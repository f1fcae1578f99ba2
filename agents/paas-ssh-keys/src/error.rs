//! Error types for SSH key operations.

use std::path::PathBuf;
use thiserror::Error;

/// Broker exit code: a key with this name already exists
pub const EXIT_KEY_NAME_EXISTS: i32 = 120;
/// Broker exit code: this public key is registered under another name
pub const EXIT_KEY_CONTENT_EXISTS: i32 = 121;
/// Broker exit code: no key with this name
pub const EXIT_KEY_NOT_FOUND: i32 = 118;

/// A non-success response from the broker
#[derive(Debug, Clone, PartialEq, Eq)]
pub struct EndpointError {
    /// HTTP status code
    pub status: u16,
    /// Broker exit code of the first message that carried one
    pub exit_code: Option<i32>,
    /// Request field the broker complained about
    pub field: Option<String>,
    /// Server message text
    pub message: String,
}

impl EndpointError {
    pub fn new(status: u16, message: impl Into<String>) -> Self {
        Self {
            status,
            exit_code: None,
            field: None,
            message: message.into(),
        }
    }

    pub fn with_exit_code(mut self, exit_code: i32) -> Self {
        self.exit_code = Some(exit_code);
        self
    }

    pub fn with_field(mut self, field: impl Into<String>) -> Self {
        self.field = Some(field.into());
        self
    }

    pub fn is_not_found(&self) -> bool {
        self.status == 404 || self.exit_code == Some(EXIT_KEY_NOT_FOUND)
    }

    pub fn is_duplicate_content(&self) -> bool {
        self.exit_code == Some(EXIT_KEY_CONTENT_EXISTS) || self.field.as_deref() == Some("content")
    }

    pub fn is_duplicate_name(&self) -> bool {
        self.exit_code == Some(EXIT_KEY_NAME_EXISTS) || self.field.as_deref() == Some("name")
    }
}

impl std::fmt::Display for EndpointError {
    fn fmt(&self, f: &mut std::fmt::Formatter<'_>) -> std::fmt::Result {
        write!(f, "HTTP {}", self.status)?;
        if let Some(code) = self.exit_code {
            write!(f, " (exit code {code})")?;
        }
        if !self.message.is_empty() {
            write!(f, ": {}", self.message)?;
        }
        Ok(())
    }
}

/// Errors that can occur during SSH key operations
#[derive(Debug, Error)]
pub enum KeysError {
    /// Malformed public key or unknown wire type
    #[error("Invalid key format: {0}")]
    InvalidKeyFormat(String),

    /// Local filesystem failure
    #[error("I/O error on {}: {source}", .path.display())]
    Io {
        path: PathBuf,
        #[source]
        source: std::io::Error,
    },

    /// External key pair generator failed
    #[error("Key generation failed: {0}")]
    KeygenFailed(String),

    /// A key with this name already exists (cache or server)
    #[error("SSH key with name {name} already exists")]
    DuplicateKeyName { name: String },

    /// The public key is already registered under another name
    #[error("Public key already in use: {0}")]
    DuplicateKeyContent(EndpointError),

    /// Server rejected the key material
    #[error("Invalid key: {0}")]
    InvalidKey(EndpointError),

    /// No such key on the server
    #[error("No SSH key named {name}")]
    NoSuchKey { name: String },

    /// Operation on a destroyed handle
    #[error("SSH key {name} has been destroyed")]
    KeyDestroyed { name: String },

    /// Unclassified non-success response
    #[error("Endpoint error: {0}")]
    Endpoint(EndpointError),

    /// Network, TLS, auth or decoding failure
    #[error("Transport error: {0:#}")]
    Transport(#[from] anyhow::Error),
}

impl KeysError {
    pub(crate) fn io(path: impl Into<PathBuf>, source: std::io::Error) -> Self {
        KeysError::Io {
            path: path.into(),
            source,
        }
    }

    /// True for every kind carrying a server response
    pub fn is_endpoint(&self) -> bool {
        self.endpoint().is_some()
    }

    /// The server response behind this error, if any
    pub fn endpoint(&self) -> Option<&EndpointError> {
        match self {
            KeysError::Endpoint(e) | KeysError::DuplicateKeyContent(e) | KeysError::InvalidKey(e) => {
                Some(e)
            }
            _ => None,
        }
    }
}

/// Classify a failed `POST /user/keys`.
pub(crate) fn classify_create(err: KeysError, name: &str) -> KeysError {
    match err {
        KeysError::Endpoint(e) if e.is_duplicate_content() => KeysError::DuplicateKeyContent(e),
        KeysError::Endpoint(e) if e.status == 409 || (e.status == 422 && e.is_duplicate_name()) => {
            KeysError::DuplicateKeyName {
                name: name.to_string(),
            }
        }
        KeysError::Endpoint(e) if e.status == 422 => KeysError::InvalidKey(e),
        other => other,
    }
}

§ §

_What the exercise asks_: Exactly the lines from the one containing "KeysError::Endpoint(e) if e.status == 422" to the last line of the entries above must be duplicated, with both of those lines included and nothing more.

_Answer_:
        KeysError::Endpoint(e) if e.status == 422 => KeysError::InvalidKey(e),
        other => other,
    }
}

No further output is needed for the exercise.